Glow worms a highlight!


The Kiwi Conservation Club and Iron Duke Cubs group made night visits to the Brook Sanctuary to check out the glow-worms.

The children said it was very exciting to walk through the dark forest with torches and find the hundreds of glow worms shining out along the track. Most of them had never seen glow-worms before and really enjoyed the treat of hearing the Morepork calling in the trees above the visitor centre.New Zealand’s glow-worms

What is a glow-worm?
None of the world’s glow-worms are true worms. In the northern hemisphere the name is used for beetles that fly around at night with their tail-lights flashing.
In New Zealand and Australia, glow-worms are the larvae (maggots) of a special kind of fly known as a fungus gnat. Fungus gnats look rather like mosquitoes, and most feed on mushrooms and other fungi. However, a small group of fungus gnats are carnivores, and the worm-like larvae of these species use their glowing lights to attract small flying insects into a snare of sticky threads. One species,Arachnocampa luminosa, is found throughout New Zealand, and others occur in Australia.
Hundreds of Arachnocampa larvae may live side by side on a damp sheltered surface, such as the roof of a cave or an overhanging bank in the forest.
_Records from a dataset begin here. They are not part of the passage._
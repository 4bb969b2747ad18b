use promptforge_core::{CoreError, SectionKey};
use thiserror::Error;

#[derive(Debug, Error)]
pub enum WizardError {
    #[error(transparent)]
    Validation(#[from] CoreError),

    #[error("Section {section} cannot be finalized: {reason}")]
    SectionIncomplete { section: SectionKey, reason: String },

    #[error("Document generation blocked, sections not finalized: {}", join_keys(.missing))]
    GenerationBlocked { missing: Vec<SectionKey> },
}

impl WizardError {
    /// Create a section-incomplete error.
    pub fn incomplete(section: SectionKey, reason: impl Into<String>) -> Self {
        Self::SectionIncomplete {
            section,
            reason: reason.into(),
        }
    }

    /// The first section blocking generation, when this is a gate error.
    /// Callers use it to jump the wizard back to that step.
    pub fn first_missing(&self) -> Option<SectionKey> {
        match self {
            Self::GenerationBlocked { missing } => missing.first().copied(),
            _ => None,
        }
    }
}

fn join_keys(keys: &[SectionKey]) -> String {
    keys.iter()
        .map(|key| key.as_str())
        .collect::<Vec<_>>()
        .join(", ")
}

pub type Result<T> = std::result::Result<T, WizardError>;
use std::collections::HashMap;

/// Source of translated strings. `None` means the key has no translation
/// and the caller should fall back.
pub trait Translator: Send + Sync {
    fn translate(&self, key: &str) -> Option<String>;
}

/// Translator that never translates. Every label falls back to catalog
/// data or derived text.
#[derive(Debug, Clone, Copy, Default)]
pub struct NoTranslations;

impl Translator for NoTranslations {
    fn translate(&self, _key: &str) -> Option<String> {
        None
    }
}

/// Map-backed translator for embedders that carry a string table.
#[derive(Debug, Clone, Default)]
pub struct StaticTranslations {
    entries: HashMap<String, String>,
}

impl StaticTranslations {
    pub fn new() -> Self {
        Self::default()
    }

    pub fn with(mut self, key: impl Into<String>, value: impl Into<String>) -> Self {
        self.entries.insert(key.into(), value.into());
        self
    }

    pub fn insert(&mut self, key: impl Into<String>, value: impl Into<String>) {
        self.entries.insert(key.into(), value.into());
    }
}

impl Translator for StaticTranslations {
    fn translate(&self, key: &str) -> Option<String> {
        self.entries.get(key).cloned()
    }
}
Their lights resemble a star-filled night sky. Māori call them titiwai, which refers to lights reflected in water.
Glow-worms need damp places, where the air is humid and still, to construct their snares. Caves and old mining tunnels are ideal. In the forest glow-worm snares are commonest on moist banks beside a stream or in a ravine.
Small midges are the usual prey of glow-worms, but all sorts of flying insects get trapped in the sticky snares, including mayflies, caddisflies and moths. Forest glow-worms may also trap spiders, plant hoppers and even millipedes. The glow-worm simply cuts free any prey that is too large, or unwanted.
Adult glow-worm flies are never caught in the snares – they are not attracted to the light, and even if they brush against the sticky threads they are strong enough to pull free.
Light display
The glow-worm’s tail-light shines from an organ which is the equivalent of a human kidney. All insects have this organ but the glow-worm has a unique ability to produce a blue-green light from it.
The chemical reaction that produces the light consumes a lot of oxygen. An airbag surrounds the light organ, providing it with oxygen and acting as a silvery reflector to concentrate the light.
A fungus gnat can glow at all stages of its life cycle (except as an egg), but the larva has the brightest light.
In caves the insects light up at any time of the day or night. Outdoor glow-worms start glowing shortly after dark and usually shine all night. Sometimes when a glow-worm is disturbed its light seems to go off suddenly. This is the larva slithering into a crevice, hiding its light. It actually takes several minutes for the larva to shut off the light.